Aug 01, 2005I'm always at pains to try to explain to my 6-year-old son what RFID is—unseen radio waves that somehow are a unique number. But when I tell him RFID is what enables us to zip through the tollbooths on the way to the Bronx Zoo, or to pay for the gasoline we put in the car with a wave of a wand, he thinks what I write about is pretty cool. Judging by how quickly
RFID is catching on as a quick and convenient way to pay for stuff, grownups apparently think it's cool, too.
Mass transit providers around the world are switching to cards that store electronic cash. In Hong Kong, for example, more than 9 million commuters use the Octopus RFID card to pay for bus, ferry and train rides. And sports fans in Europe and the United States are using RFID cards or keychain fobs to buy food and souvenirs at stadium concessions.
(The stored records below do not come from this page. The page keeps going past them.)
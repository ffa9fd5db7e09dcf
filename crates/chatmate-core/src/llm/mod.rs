//! LLM provider abstractions for chatmate.
//!
//! - `LlmProvider`: RPITIT trait for concrete provider implementations

pub mod provider;
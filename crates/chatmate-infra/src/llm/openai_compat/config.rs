//! Configuration for OpenAI-compatible providers.
//!
//! [`openai_defaults`] returns the configuration for the hosted OpenAI API;
//! [`OpenAiCompatConfig::with_base_url`] points the same protocol at another
//! compatible endpoint.

use secrecy::SecretString;

use chatmate_types::config::DEFAULT_BASE_URL;

/// Configuration for an OpenAI-compatible LLM provider.
///
/// Used to construct an [`super::OpenAiCompatibleProvider`].
pub struct OpenAiCompatConfig {
    /// Human-readable provider name (e.g., "openai").
    pub provider_name: String,
    /// Base URL for the API (e.g., "https://api.openai.com/v1").
    pub base_url: String,
    /// API key for authentication.
    pub api_key: SecretString,
    /// Model identifier (e.g., "gpt-4o-mini").
    pub model: String,
}

impl OpenAiCompatConfig {
    /// Override the base URL. Trailing slashes are stripped.
    pub fn with_base_url(mut self, base_url: &str) -> Self {
        self.base_url = base_url.trim_end_matches('/').to_string();
        self
    }
}

/// OpenAI default configuration.
///
/// Base URL: `https://api.openai.com/v1`
pub fn openai_defaults(api_key: SecretString, model: &str) -> OpenAiCompatConfig {
    OpenAiCompatConfig {
        provider_name: "openai".into(),
        base_url: DEFAULT_BASE_URL.into(),
        api_key,
        model: model.into(),
    }
}

#[cfg(test)]
mod tests {
    use super::*;
    use secrecy::ExposeSecret;

    #[test]
    fn test_openai_defaults() {
        let config = openai_defaults(SecretString::from("sk-test".to_string()), "gpt-4o-mini");
        assert_eq!(config.provider_name, "openai");
        assert_eq!(config.base_url, "https://api.openai.com/v1");
        assert_eq!(config.model, "gpt-4o-mini");
        assert_eq!(config.api_key.expose_secret(), "sk-test");
    }

    #[test]
    fn test_with_base_url_strips_trailing_slash() {
        let config = openai_defaults(SecretString::from("sk-test".to_string()), "gpt-4o-mini")
            .with_base_url("http://localhost:8080/v1/");
        assert_eq!(config.base_url, "http://localhost:8080/v1");
    }
}
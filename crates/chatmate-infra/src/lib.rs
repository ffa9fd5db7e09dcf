//! Infrastructure layer for chatmate.
//!
//! Contains the implementation of the `LlmProvider` port defined in
//! `chatmate-core` (an OpenAI-compatible provider built on `async-openai`),
//! credential lookup from the environment and `.env`, and the optional
//! `config.toml` loader.

pub mod config;
pub mod llm;
pub mod secret;
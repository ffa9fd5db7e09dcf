//! Environment variable secret provider.
//!
//! A read-only lookup over the process environment. `.env` in the working
//! directory is merged into the environment first by [`load_dotenv`];
//! variables that are already set take precedence over the file.

use secrecy::SecretString;

use super::SecretProvider;

/// Environment variable holding the OpenAI API key.
pub const OPENAI_API_KEY: &str = "OPENAI_API_KEY";

/// Merge `.env` from the current directory into the process environment.
///
/// A missing file is not an error. Any other failure is reported on stderr
/// and startup continues, since logging is not initialized yet at this point.
pub fn load_dotenv() {
    if let Err(err) = dotenvy::dotenv()
        && !err.not_found()
    {
        eprintln!("Warning: failed to load .env file: {err}");
    }
}

/// Environment variable secret provider.
#[derive(Debug, Clone, Copy, Default)]
pub struct EnvSecretProvider;

impl EnvSecretProvider {
    /// Create a new environment variable secret provider.
    pub fn new() -> Self {
        Self
    }
}

impl SecretProvider for EnvSecretProvider {
    /// Look up `key`, treating unset, empty, and non-Unicode values as absent.
    fn get(&self, key: &str) -> Option<SecretString> {
        match std::env::var(key) {
            Ok(val) if !val.is_empty() => Some(SecretString::from(val)),
            // Empty or invalid Unicode -- treat as not found
            Ok(_) | Err(std::env::VarError::NotUnicode(_)) => None,
            Err(std::env::VarError::NotPresent) => None,
        }
    }
}
mod cli;

use std::process::ExitCode;

use anyhow::anyhow;
use clap::Parser;

use chatmate_infra::secret::load_dotenv;
use chatmate_observe::tracing_setup::{filter_for_verbosity, init_tracing, shutdown_tracing};

use cli::Cli;

#[tokio::main(flavor = "current_thread")]
async fn main() -> anyhow::Result<ExitCode> {
    // Load .env before anything reads the environment
    load_dotenv();

    let cli = Cli::parse();

    init_tracing(filter_for_verbosity(cli.verbose, cli.quiet), cli.otel)
        .map_err(|e| anyhow!("failed to initialize tracing: {e}"))?;

    let result = cli::chat::loop_runner::run_chat_loop(&cli).await;

    shutdown_tracing();
    result
}
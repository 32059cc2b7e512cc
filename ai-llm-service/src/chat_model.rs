//! Provider-agnostic chat capability.
//!
//! Callers hold an `Arc<dyn ChatModel>` and never see which provider is
//! behind it; tests substitute canned fakes.

use async_trait::async_trait;

use crate::config::llm_provider::LlmProvider;
use crate::error_handler::{ProviderError, ProviderErrorKind, Result};

/// Single-turn text generation against a hosted model.
#[async_trait]
pub trait ChatModel: Send + Sync {
    fn provider(&self) -> LlmProvider;

    fn model(&self) -> &str;

    /// Sends `prompt` (plus an optional system instruction) and returns the
    /// raw reply text.
    async fn generate(&self, prompt: &str, system: Option<&str>) -> Result<String>;

    /// Sends `prompt` together with one image URL. Providers without vision
    /// support return [`ProviderErrorKind::Unsupported`].
    async fn describe_image(&self, _prompt: &str, _image_url: &str) -> Result<String> {
        Err(ProviderError::new(self.provider(), ProviderErrorKind::Unsupported("image input")).into())
    }
}
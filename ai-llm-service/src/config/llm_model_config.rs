use std::fmt;

use crate::config::llm_provider::LlmProvider;

/// Configuration for one provider/model pair.
///
/// # Fields
///
/// - `provider`: which backend serves the model.
/// - `model`: model identifier (e.g., `"gemini-2.0-flash-exp"`, `"gpt-4o-mini"`).
/// - `endpoint`: API base URL, without the versioned path.
/// - `api_key`: credential; both supported providers require one.
/// - `max_tokens`: output token cap.
/// - `temperature`: sampling temperature (`0.0..=2.0`).
/// - `json_response`: ask the provider for a JSON-only reply.
/// - `timeout_secs`: HTTP client timeout.
#[derive(Clone, PartialEq)]
pub struct LlmModelConfig {
    pub provider: LlmProvider,
    pub model: String,
    pub endpoint: String,
    pub api_key: Option<String>,
    pub max_tokens: Option<u32>,
    pub temperature: Option<f32>,
    pub json_response: bool,
    pub timeout_secs: Option<u64>,
}

// Manual impl keeps the key out of logs.
impl fmt::Debug for LlmModelConfig {
    fn fmt(&self, f: &mut fmt::Formatter<'_>) -> fmt::Result {
        f.debug_struct("LlmModelConfig")
            .field("provider", &self.provider)
            .field("model", &self.model)
            .field("endpoint", &self.endpoint)
            .field("api_key", &self.api_key.as_ref().map(|_| "<redacted>"))
            .field("max_tokens", &self.max_tokens)
            .field("temperature", &self.temperature)
            .field("json_response", &self.json_response)
            .field("timeout_secs", &self.timeout_secs)
            .finish()
    }
}
pub mod health;
pub mod photos;
pub mod triage;
use std::sync::Arc;

use axum::{
    extract::{Json, State},
    http::StatusCode,
    response::Response,
};
use chrono::Utc;
use geo_issue_store::IssueRecord;
use issue_triage::IssueReport;
use tracing::{info, instrument, warn};
use uuid::Uuid;

use crate::{
    core::{app_state::AppState, http::response_envelope::Envelope},
    error_handler::AppResult,
    routes::triage::{triage_request::TriageRequest, triage_response::TriageResponse},
};

/// HTTP endpoint that triages a new civic issue report.
///
/// The report is validated and scored (AI first, rules as fallback), then
/// recorded so later reports nearby count it as a duplicate. A failed write
/// does not fail the request.
#[instrument(name = "triage_route", skip_all, fields(category = %body.category))]
pub async fn triage_route(
    State(state): State<Arc<AppState>>,
    Json(body): Json<TriageRequest>,
) -> AppResult<Response> {
    let report = body.into_report();
    let outcome = state.engine.evaluate(report.clone()).await?;

    let issue_id = record_issue(&state, &report).await;
    let assessment = outcome.into_assessment();

    info!(
        score = assessment.score(),
        level = %assessment.level(),
        source = ?assessment.source(),
        "issue triaged"
    );

    Ok(Envelope::ok(TriageResponse {
        issue_id,
        assessment,
    })
    .respond(StatusCode::OK))
}

async fn record_issue(state: &AppState, report: &IssueReport) -> Option<String> {
    let id = Uuid::new_v4().to_string();
    let record = IssueRecord::new(
        id.clone(),
        report.category.clone(),
        report.title.clone(),
        report.location,
        Utc::now(),
    );

    match state.store.record(record).await {
        Ok(()) => Some(id),
        Err(e) => {
            warn!(store = state.store.kind(), error = %e, "failed to record triaged issue");
            None
        }
    }
}
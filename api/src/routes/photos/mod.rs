pub mod photo_request;
pub mod photo_route;
//! Value types flowing through the triage engine.

use std::fmt;
use std::str::FromStr;

use serde::{Deserialize, Serialize};

use crate::errors::InvalidInput;

/// WGS-84 point. Field order mirrors GeoJSON: longitude first.
#[derive(Debug, Clone, Copy, PartialEq, Serialize, Deserialize)]
pub struct GeoPoint {
    pub lon: f64,
    pub lat: f64,
}

impl GeoPoint {
    pub const fn new(lon: f64, lat: f64) -> Self {
        Self { lon, lat }
    }

    /// `true` when both coordinates are finite and inside WGS-84 bounds.
    pub fn is_valid(&self) -> bool {
        self.lon.is_finite()
            && self.lat.is_finite()
            && (-180.0..=180.0).contains(&self.lon)
            && (-90.0..=90.0).contains(&self.lat)
    }

    /// GeoJSON `coordinates` array: `[longitude, latitude]`.
    pub fn to_geojson(&self) -> [f64; 2] {
        [self.lon, self.lat]
    }

    pub fn from_geojson(coordinates: [f64; 2]) -> Self {
        Self {
            lon: coordinates[0],
            lat: coordinates[1],
        }
    }
}

/// A freshly submitted report, before the duplicate lookup ran.
#[derive(Debug, Clone, Deserialize, Serialize)]
pub struct IssueReport {
    pub category: String,
    pub title: String,
    pub description: String,
    pub location: GeoPoint,
    #[serde(default)]
    pub photo_refs: Vec<String>,
}

impl IssueReport {
    /// Rejects reports that cannot be triaged.
    ///
    /// # Errors
    /// [`InvalidInput::MissingField`] for a blank category/title/description,
    /// [`InvalidInput::InvalidLocation`] for unusable coordinates.
    pub fn validate(&self) -> Result<(), InvalidInput> {
        for (name, value) in [
            ("category", &self.category),
            ("title", &self.title),
            ("description", &self.description),
        ] {
            if value.trim().is_empty() {
                return Err(InvalidInput::MissingField(name));
            }
        }
        if !self.location.is_valid() {
            return Err(InvalidInput::InvalidLocation {
                lon: self.location.lon,
                lat: self.location.lat,
            });
        }
        Ok(())
    }

    /// Binds the report to a duplicate count, producing the scoring input.
    pub fn into_context(self, similar_issues_count: u32) -> IssueContext {
        IssueContext {
            category: self.category,
            title: self.title,
            description: self.description,
            location: self.location,
            similar_issues_count,
            photo_refs: self.photo_refs,
        }
    }
}

/// Input of one evaluation. Never mutated once built.
#[derive(Debug, Clone, PartialEq, Serialize)]
pub struct IssueContext {
    pub category: String,
    pub title: String,
    pub description: String,
    pub location: GeoPoint,
    pub similar_issues_count: u32,
    pub photo_refs: Vec<String>,
}

impl IssueContext {
    pub fn new(
        category: impl Into<String>,
        title: impl Into<String>,
        description: impl Into<String>,
        location: GeoPoint,
    ) -> Self {
        Self {
            category: category.into(),
            title: title.into(),
            description: description.into(),
            location,
            similar_issues_count: 0,
            photo_refs: Vec::new(),
        }
    }

    pub fn with_similar_issues(mut self, count: u32) -> Self {
        self.similar_issues_count = count;
        self
    }

    pub fn with_photos(mut self, photo_refs: Vec<String>) -> Self {
        self.photo_refs = photo_refs;
        self
    }

    /// Lowercased `title + " " + description`, the text keyword tiers scan.
    pub fn searchable_text(&self) -> String {
        format!("{} {}", self.title, self.description).to_lowercase()
    }
}

/// Priority used to order authority response.
#[derive(Debug, Clone, Copy, PartialEq, Eq, PartialOrd, Ord, Hash, Serialize, Deserialize)]
pub enum PriorityLevel {
    Low,
    Medium,
    High,
    Critical,
}

impl PriorityLevel {
    /// Threshold mapping shared by every path.
    pub fn from_score(score: u8) -> Self {
        match score {
            85.. => PriorityLevel::Critical,
            70..=84 => PriorityLevel::High,
            50..=69 => PriorityLevel::Medium,
            _ => PriorityLevel::Low,
        }
    }

    pub fn as_str(&self) -> &'static str {
        match self {
            PriorityLevel::Low => "Low",
            PriorityLevel::Medium => "Medium",
            PriorityLevel::High => "High",
            PriorityLevel::Critical => "Critical",
        }
    }
}

impl fmt::Display for PriorityLevel {
    fn fmt(&self, f: &mut fmt::Formatter<'_>) -> fmt::Result {
        f.write_str(self.as_str())
    }
}

impl FromStr for PriorityLevel {
    type Err = String;

    fn from_str(s: &str) -> Result<Self, Self::Err> {
        match s.trim().to_ascii_lowercase().as_str() {
            "low" => Ok(PriorityLevel::Low),
            "medium" => Ok(PriorityLevel::Medium),
            "high" => Ok(PriorityLevel::High),
            "critical" => Ok(PriorityLevel::Critical),
            other => Err(format!("unknown priority level `{other}`")),
        }
    }
}

/// Which path produced an assessment.
#[derive(Debug, Clone, Copy, PartialEq, Eq, Serialize)]
pub enum AssessmentSource {
    RuleBased,
    #[serde(rename = "AIAssessed")]
    AiAssessed,
}

/// Terminal triage result for one report.
///
/// Fields are private so that `level` can only come from
/// [`PriorityLevel::from_score`].
#[derive(Debug, Clone, PartialEq, Serialize)]
#[serde(rename_all = "camelCase")]
pub struct PriorityAssessment {
    score: u8,
    level: PriorityLevel,
    factors: Vec<String>,
    source: AssessmentSource,
    #[serde(skip_serializing_if = "Option::is_none")]
    ai_analysis: Option<String>,
}

impl PriorityAssessment {
    /// Scores above 100 are clamped.
    pub fn rule_based(score: u8, factors: Vec<String>) -> Self {
        let score = score.min(100);
        Self {
            score,
            level: PriorityLevel::from_score(score),
            factors,
            source: AssessmentSource::RuleBased,
            ai_analysis: None,
        }
    }

    /// Scores above 100 are clamped.
    pub fn ai_assessed(score: u8, factors: Vec<String>, analysis: impl Into<String>) -> Self {
        let score = score.min(100);
        Self {
            score,
            level: PriorityLevel::from_score(score),
            factors,
            source: AssessmentSource::AiAssessed,
            ai_analysis: Some(analysis.into()),
        }
    }

    pub fn score(&self) -> u8 {
        self.score
    }

    pub fn level(&self) -> PriorityLevel {
        self.level
    }

    pub fn factors(&self) -> &[String] {
        &self.factors
    }

    pub fn source(&self) -> AssessmentSource {
        self.source
    }

    pub fn ai_analysis(&self) -> Option<&str> {
        self.ai_analysis.as_deref()
    }
}

/// Outcome of the fallback chain. Callers match on the variant instead of
/// null-checking an optional AI result.
#[derive(Debug, Clone, PartialEq)]
pub enum TriageOutcome {
    AiAssessed(PriorityAssessment),
    RuleBased(PriorityAssessment),
}

impl TriageOutcome {
    pub fn assessment(&self) -> &PriorityAssessment {
        match self {
            TriageOutcome::AiAssessed(a) | TriageOutcome::RuleBased(a) => a,
        }
    }

    pub fn into_assessment(self) -> PriorityAssessment {
        match self {
            TriageOutcome::AiAssessed(a) | TriageOutcome::RuleBased(a) => a,
        }
    }

    pub fn is_ai(&self) -> bool {
        matches!(self, TriageOutcome::AiAssessed(_))
    }
}

#[cfg(test)]
mod tests {
    use super::*;

    fn report() -> IssueReport {
        IssueReport {
            category: "Water Supply".into(),
            title: "Pipe burst".into(),
            description: "Water everywhere".into(),
            location: GeoPoint::new(77.59, 12.97),
            photo_refs: vec![],
        }
    }

    #[test]
    fn level_thresholds() {
        assert_eq!(PriorityLevel::from_score(100), PriorityLevel::Critical);
        assert_eq!(PriorityLevel::from_score(85), PriorityLevel::Critical);
        assert_eq!(PriorityLevel::from_score(84), PriorityLevel::High);
        assert_eq!(PriorityLevel::from_score(70), PriorityLevel::High);
        assert_eq!(PriorityLevel::from_score(69), PriorityLevel::Medium);
        assert_eq!(PriorityLevel::from_score(50), PriorityLevel::Medium);
        assert_eq!(PriorityLevel::from_score(49), PriorityLevel::Low);
        assert_eq!(PriorityLevel::from_score(0), PriorityLevel::Low);
    }

    #[test]
    fn level_parses_case_insensitively() {
        assert_eq!("critical".parse::<PriorityLevel>(), Ok(PriorityLevel::Critical));
        assert_eq!(" High ".parse::<PriorityLevel>(), Ok(PriorityLevel::High));
        assert!("urgent".parse::<PriorityLevel>().is_err());
    }

    #[test]
    fn assessment_level_follows_score() {
        let a = PriorityAssessment::ai_assessed(40, vec![], "minor");
        assert_eq!(a.level(), PriorityLevel::Low);
        assert_eq!(a.source(), AssessmentSource::AiAssessed);
        assert_eq!(a.ai_analysis(), Some("minor"));

        let r = PriorityAssessment::rule_based(250, vec![]);
        assert_eq!(r.score(), 100);
        assert_eq!(r.level(), PriorityLevel::Critical);
        assert!(r.ai_analysis().is_none());
    }

    #[test]
    fn assessment_serializes_source_tag() {
        let a = PriorityAssessment::ai_assessed(90, vec!["x".into()], "y");
        let v = serde_json::to_value(&a).unwrap();
        assert_eq!(v["source"], "AIAssessed");
        assert_eq!(v["level"], "Critical");
        assert_eq!(v["aiAnalysis"], "y");

        let r = serde_json::to_value(PriorityAssessment::rule_based(10, vec![])).unwrap();
        assert_eq!(r["source"], "RuleBased");
        assert!(r.get("aiAnalysis").is_none());
    }

    #[test]
    fn validate_rejects_blank_fields() {
        let mut r = report();
        r.title = "   ".into();
        assert_eq!(r.validate(), Err(InvalidInput::MissingField("title")));

        let mut r = report();
        r.category = String::new();
        assert_eq!(r.validate(), Err(InvalidInput::MissingField("category")));
    }

    #[test]
    fn validate_rejects_bad_location() {
        let mut r = report();
        r.location = GeoPoint::new(12.97, 190.0);
        assert!(matches!(
            r.validate(),
            Err(InvalidInput::InvalidLocation { .. })
        ));

        let mut r = report();
        r.location = GeoPoint::new(f64::NAN, 0.0);
        assert!(r.validate().is_err());

        assert!(report().validate().is_ok());
    }

    #[test]
    fn geojson_order_is_lon_lat() {
        let p = GeoPoint::new(77.59, 12.97);
        assert_eq!(p.to_geojson(), [77.59, 12.97]);
        assert_eq!(GeoPoint::from_geojson([77.59, 12.97]), p);
    }

    #[test]
    fn outcome_exposes_inner_assessment() {
        let a = PriorityAssessment::rule_based(55, vec![]);
        let o = TriageOutcome::RuleBased(a.clone());
        assert!(!o.is_ai());
        assert_eq!(o.assessment(), &a);
        assert_eq!(o.into_assessment(), a);
    }
}
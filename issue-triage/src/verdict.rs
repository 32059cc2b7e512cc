//! Extraction and validation of the model's JSON verdict.

use serde::{Deserialize, Deserializer, de::DeserializeOwned};
use serde_json::{Map, Value};

use crate::errors::VerdictError;
use crate::model::PriorityLevel;

/// The object the triage prompt asks for.
#[derive(Debug, Clone, PartialEq, Deserialize)]
#[serde(rename_all = "camelCase")]
pub struct AiVerdict {
    #[serde(deserialize_with = "priority_name")]
    pub priority: PriorityLevel,
    #[serde(deserialize_with = "score_in_range")]
    pub score: u8,
    pub reasoning: String,
    pub safety_risk: String,
    pub urgency_level: String,
    pub impact_assessment: String,
}

/// Returns the first `{...}` in `text` that parses as a JSON object.
///
/// Tolerates markdown fences, prose before or after the object, and stray
/// braces that do not start valid JSON.
pub fn extract_json_object(text: &str) -> Option<Map<String, Value>> {
    text.match_indices('{').find_map(|(start, _)| {
        let mut stream = serde_json::Deserializer::from_str(&text[start..]).into_iter::<Value>();
        match stream.next() {
            Some(Ok(Value::Object(map))) => Some(map),
            _ => None,
        }
    })
}

/// Reads a typed object out of free-form model output.
///
/// # Errors
/// [`VerdictError::NoJsonObject`] when nothing parses,
/// [`VerdictError::Schema`] when required fields are missing or mistyped.
pub fn parse_json_reply<T: DeserializeOwned>(text: &str) -> Result<T, VerdictError> {
    let object = extract_json_object(text).ok_or(VerdictError::NoJsonObject)?;
    serde_json::from_value(Value::Object(object)).map_err(|e| VerdictError::Schema(e.to_string()))
}

/// Parses a triage verdict.
pub fn parse_verdict(text: &str) -> Result<AiVerdict, VerdictError> {
    parse_json_reply(text)
}

pub(crate) fn priority_name<'de, D>(d: D) -> Result<PriorityLevel, D::Error>
where
    D: Deserializer<'de>,
{
    let raw = String::deserialize(d)?;
    raw.parse().map_err(serde::de::Error::custom)
}

fn score_in_range<'de, D>(d: D) -> Result<u8, D::Error>
where
    D: Deserializer<'de>,
{
    let n = f64::deserialize(d)?;
    if n.is_finite() && (0.0..=100.0).contains(&n) {
        Ok(n.round() as u8)
    } else {
        Err(serde::de::Error::custom(format!(
            "score {n} outside 0..=100"
        )))
    }
}
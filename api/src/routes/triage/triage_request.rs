use geo_issue_store::GeoJsonPoint;
use issue_triage::IssueReport;
use serde::Deserialize;

/// Request body for `POST /triage`.
#[derive(Debug, Deserialize)]
pub struct TriageRequest {
    /// One of the civic categories; unknown values get the default base score.
    pub category: String,
    pub title: String,
    pub description: String,
    /// GeoJSON point, `coordinates` = `[longitude, latitude]`.
    pub location: GeoJsonPoint,
    /// Photo URLs attached to the report.
    #[serde(default)]
    pub photos: Vec<String>,
}

impl TriageRequest {
    pub fn into_report(self) -> IssueReport {
        IssueReport {
            category: self.category,
            title: self.title,
            description: self.description,
            location: self.location.into(),
            photo_refs: self.photos,
        }
    }
}
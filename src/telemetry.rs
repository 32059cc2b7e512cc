use std::io::{self, IsTerminal};

use tracing_subscriber::fmt::format::Writer;
use tracing_subscriber::fmt::time::FormatTime;
use tracing_subscriber::registry::LookupSpan;
use tracing_subscriber::{EnvFilter, Layer, filter, fmt};

/// Targets of the workspace crates; everything else is left to `RUST_LOG`.
const WORKSPACE_TARGETS: [&str; 5] = [
    "civic_triage_backend",
    "api",
    "issue_triage",
    "geo_issue_store",
    "ai_llm_service",
];

const DEFAULT_FILTER: &str = "info";

/// `2026-03-01T10:20:30Z`
#[derive(Clone, Debug, Default)]
struct ChronoRfc3339Utc;

impl FormatTime for ChronoRfc3339Utc {
    fn format_time(&self, w: &mut Writer<'_>) -> std::fmt::Result {
        let now = chrono::Utc::now();
        w.write_str(&now.to_rfc3339_opts(chrono::SecondsFormat::Secs, true))
    }
}

fn is_workspace_target(target: &str) -> bool {
    WORKSPACE_TARGETS.iter().any(|prefix| {
        target == *prefix
            || target
                .strip_prefix(prefix)
                .is_some_and(|rest| rest.starts_with("::"))
    })
}

/// `RUST_LOG` when set and valid, otherwise `info`.
pub fn env_filter() -> EnvFilter {
    EnvFilter::try_from_default_env().unwrap_or_else(|_| EnvFilter::new(DEFAULT_FILTER))
}

/// Compact single-line layer for workspace events: RFC3339 UTC timestamps,
/// `file:line`, span close timings, ANSI only on a terminal.
pub fn layer<S>() -> impl Layer<S> + Send + Sync
where
    S: tracing::Subscriber + for<'a> LookupSpan<'a>,
{
    let only_workspace = filter::filter_fn(|meta| is_workspace_target(meta.target()));

    fmt::layer()
        .with_timer(ChronoRfc3339Utc)
        .with_target(true)
        .with_file(true)
        .with_line_number(true)
        .with_ansi(io::stdout().is_terminal())
        .with_span_events(fmt::format::FmtSpan::CLOSE)
        .event_format(fmt::format().compact().with_source_location(true))
        .with_filter(only_workspace)
}
//! Env-driven provider selection.
//!
//! Gemini is the primary provider and OpenAI the secondary one. Exactly one
//! provider is chosen per triage: the first configured. Photo analysis
//! always goes to OpenAI, since it is the only provider wired for images.
//!
//! Construct once at startup and share the resulting `Arc<dyn ChatModel>`
//! handles; each holds its own pooled HTTP client.

use std::sync::Arc;

use tracing::{info, warn};

use crate::{
    chat_model::ChatModel,
    config::{
        default_config::{config_gemini_from, config_openai_from},
        llm_model_config::LlmModelConfig,
        llm_provider::LlmProvider,
    },
    error_handler::{Lookup, Result, process_env},
    services::{gemini_service::GeminiService, open_ai_service::OpenAiService},
};

/// Resolved provider configs, in preference order.
#[derive(Debug, Clone, Default, PartialEq)]
pub struct LlmProviders {
    /// Gemini, when `GEMINI_API_KEY` is set.
    pub primary: Option<LlmModelConfig>,
    /// OpenAI, when `OPENAI_API_KEY` is set.
    pub secondary: Option<LlmModelConfig>,
}

impl LlmProviders {
    /// Reads both providers from the process environment.
    ///
    /// # Errors
    /// Propagates malformed values (bad numbers, URLs, temperature range).
    /// Missing keys are not an error.
    pub fn from_env() -> Result<Self> {
        Self::from_lookup(&process_env)
    }

    pub fn from_lookup(lookup: Lookup<'_>) -> Result<Self> {
        let me = Self {
            primary: config_gemini_from(lookup)?,
            secondary: config_openai_from(lookup)?,
        };
        if me.is_empty() {
            warn!("no AI provider key configured; triage will use rule-based scoring only");
        }
        Ok(me)
    }

    pub fn is_empty(&self) -> bool {
        self.primary.is_none() && self.secondary.is_none()
    }

    /// First configured provider.
    pub fn preferred(&self) -> Option<&LlmModelConfig> {
        self.primary.as_ref().or(self.secondary.as_ref())
    }

    /// Every configured provider, for health reporting.
    pub fn configured(&self) -> Vec<LlmModelConfig> {
        self.primary
            .iter()
            .chain(self.secondary.iter())
            .cloned()
            .collect()
    }

    /// Client for the preferred provider, `None` when nothing is configured.
    ///
    /// # Errors
    /// Client construction failures (invalid key header, TLS setup).
    pub fn chat_model(&self) -> Result<Option<Arc<dyn ChatModel>>> {
        let Some(cfg) = self.preferred() else {
            return Ok(None);
        };
        let model = build_chat_model(cfg.clone())?;
        info!(provider = %model.provider(), model = %model.model(), "triage model selected");
        Ok(Some(model))
    }

    /// Client for photo analysis (OpenAI only). `None` when OpenAI is not configured.
    pub fn vision_model(&self) -> Result<Option<Arc<dyn ChatModel>>> {
        self.secondary
            .iter()
            .find(|c| c.provider == LlmProvider::OpenAI)
            .map(|cfg| {
                let vision = LlmModelConfig {
                    json_response: false,
                    ..cfg.clone()
                };
                build_chat_model(vision)
            })
            .transpose()
    }
}

/// Builds the concrete client for `cfg.provider`.
pub fn build_chat_model(cfg: LlmModelConfig) -> Result<Arc<dyn ChatModel>> {
    Ok(match cfg.provider {
        LlmProvider::Gemini => Arc::new(GeminiService::new(cfg)?),
        LlmProvider::OpenAI => Arc::new(OpenAiService::new(cfg)?),
    })
}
Now credit and debit card issuers are introducing credit cards with RFID transponders. They're perfect for small purchases—$25 and under—that are typically made with cash. The speed and convenience of these systems could help fast-food restaurants, convenience stores, movie theaters and other retail businesses ring up more sales.
Our in-depth cover story, "The Cashless Reality," examines the profound impact RFID credit cards could have on the way people shop (click here). They speed up transaction times, are safer than traditional credit cards and are more convenient than cash. But there are downsides to the technology for merchants and customers, including the cost of purchasing new point-of-sale equipment and concerns about privacy.
As RFID continues to make inroads in the supply chain, our Vertical Focus in this issue investigates how third- and fourth-party logistics providers could use the technology to bridge the information gap that has long plagued supply chain executives (see Around the World in Real Time). RFID could even help to secure millions of containers passing through the world's airports and seaports and help business leaders sleep better at night.
And with an eye on the big picture, rfid journal looks at the future opportunities and practical realities of RFID adoption. We explore the potential for using RFID to comply with the Sarbanes-Oxley Act, which requires public U.S. companies to file accurate financial statements (see Can RFID Improve Sarbanes-Oxley Compliance?). And in "Not All RFID Tags Are Alike," RFID Alliance Lab research director Daniel Deavours provides insights that companies need today to design RFID systems that work (click here).
The use of RFID payment systems falls somewhere between tomorrow's promise and today's reality. It's way too early to suggest that they'll spell the death of cash. But when deployed cost-effectively and responsibly, they clearly offer some benefits over coins and bills. Perhaps when my 6-year-old is my age, he'll think of RFID as money. Wouldn't that be cool?